Sus visitas eran anuncios de grandes acontecimientos, buenos o malos, pero siempre decisivos. Esta vez, sin embargo, alentada por la carta de Escobar, Maruja tuvo ánimos para enfrentarlo.
La comunicación fue inmediata y de una fluidez sorprendente. Ella empezó por preguntarle sin resentimientos qué quería Escobar, cómo iba la negociación, qué posibilidades había de que se entregara pronto. Él le explicó sin reticencias que nada sería fácil sin las garantías suficientes para la seguridad de Pablo Escobar y la de su familia y su gente. Maruja le preguntó por Guido Parra, cuya gestión la había ilusionado y cuya desaparición súbita la intrigaba.
– Es que no se portó muy bien -le dijo él sin dramatismo-. Ya está afuera.

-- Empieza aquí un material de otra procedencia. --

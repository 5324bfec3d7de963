//! Refresh Use Case
//!
//! Exchanges a refresh token for a new access token.

use std::sync::Arc;

use crate::application::token_policy::TokenPolicy;
use crate::application::token_service::TokenService;
use crate::domain::repository::UserRepository;
use crate::domain::token::TokenKind;
use crate::error::{AuthError, AuthResult};

/// Refresh output
pub struct RefreshOutput {
    pub access_token: String,
    /// Replacement refresh token, only when the policy rotates
    pub refresh_token: Option<String>,
}

/// Refresh use case
pub struct RefreshUseCase<R>
where
    R: UserRepository,
{
    repo: Arc<R>,
    tokens: Arc<TokenService>,
    policy: Arc<dyn TokenPolicy>,
}

impl<R> RefreshUseCase<R>
where
    R: UserRepository,
{
    pub fn new(repo: Arc<R>, tokens: Arc<TokenService>, policy: Arc<dyn TokenPolicy>) -> Self {
        Self {
            repo,
            tokens,
            policy,
        }
    }

    pub async fn execute(&self, refresh_token: &str) -> AuthResult<RefreshOutput> {
        if refresh_token.trim().is_empty() {
            return Err(AuthError::Validation("Refresh token required".to_string()));
        }

        let claims = self.tokens.validate(refresh_token, TokenKind::Refresh)?;
        let rotates = self.policy.rotates_refresh_tokens();
        // Rotated tokens are single use and are spent before any await
        let accepted = if rotates {
            self.policy.consume(&claims)
        } else {
            !self.policy.is_revoked(&claims)
        };
        if !accepted {
            return Err(AuthError::TokenInvalid);
        }

        let user = self
            .repo
            .find_by_id(&claims.user_id()?)
            .await?
            .ok_or(AuthError::UserNotFound)?;

        if !user.is_active {
            return Err(AuthError::AccountInactive);
        }

        let access_token = self.tokens.issue_access(&user)?;

        let refresh_token = if rotates {
            Some(self.tokens.issue_refresh(&user)?)
        } else {
            None
        };

        tracing::debug!(
            user_id = %user.user_id,
            rotated = refresh_token.is_some(),
            "Access token refreshed"
        );

        Ok(RefreshOutput {
            access_token,
            refresh_token,
        })
    }
}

Aquello podía interpretarse de tres modos: o había perdido su poder, o en realidad se había ido del país -como se publicó- o lo habían matado. Él se escapó con la respuesta de que en realidad no lo sabía.
En parte por una curiosidad irresistible, y en parte por ganarse su confianza, Maruja preguntó también quién había escrito una carta que los Extraditables habían dirigido en esos días al embajador de los Estados Unidos sobre la extradición y el tráfico de drogas. No sólo le había llamado la atención por la fuerza de sus argumentos sino por la buena redacción. El Doctor no lo sabía a ciencia cierta, pero le constaba que Escobar escribía él mismo sus cartas, repensando y repitiendo borradores hasta que lograba decir lo que quería sin equívocos ni contradicciones. Al final de la charla de casi dos horas, el Doctor volvió a abordar el tema de la entrega. Maruja se dio cuenta de que estaba más interesado de lo que pareció al principio y que no sólo pensaba en la suerte de Escobar sino también en la propia. Ella, por su parte, tenía un criterio bien formado de las controversias y la evolución de los decretos, conocía las menudencias de la política de sometimiento y las tendencias de la Asamblea Constituyente sobre la extradición y el indulto.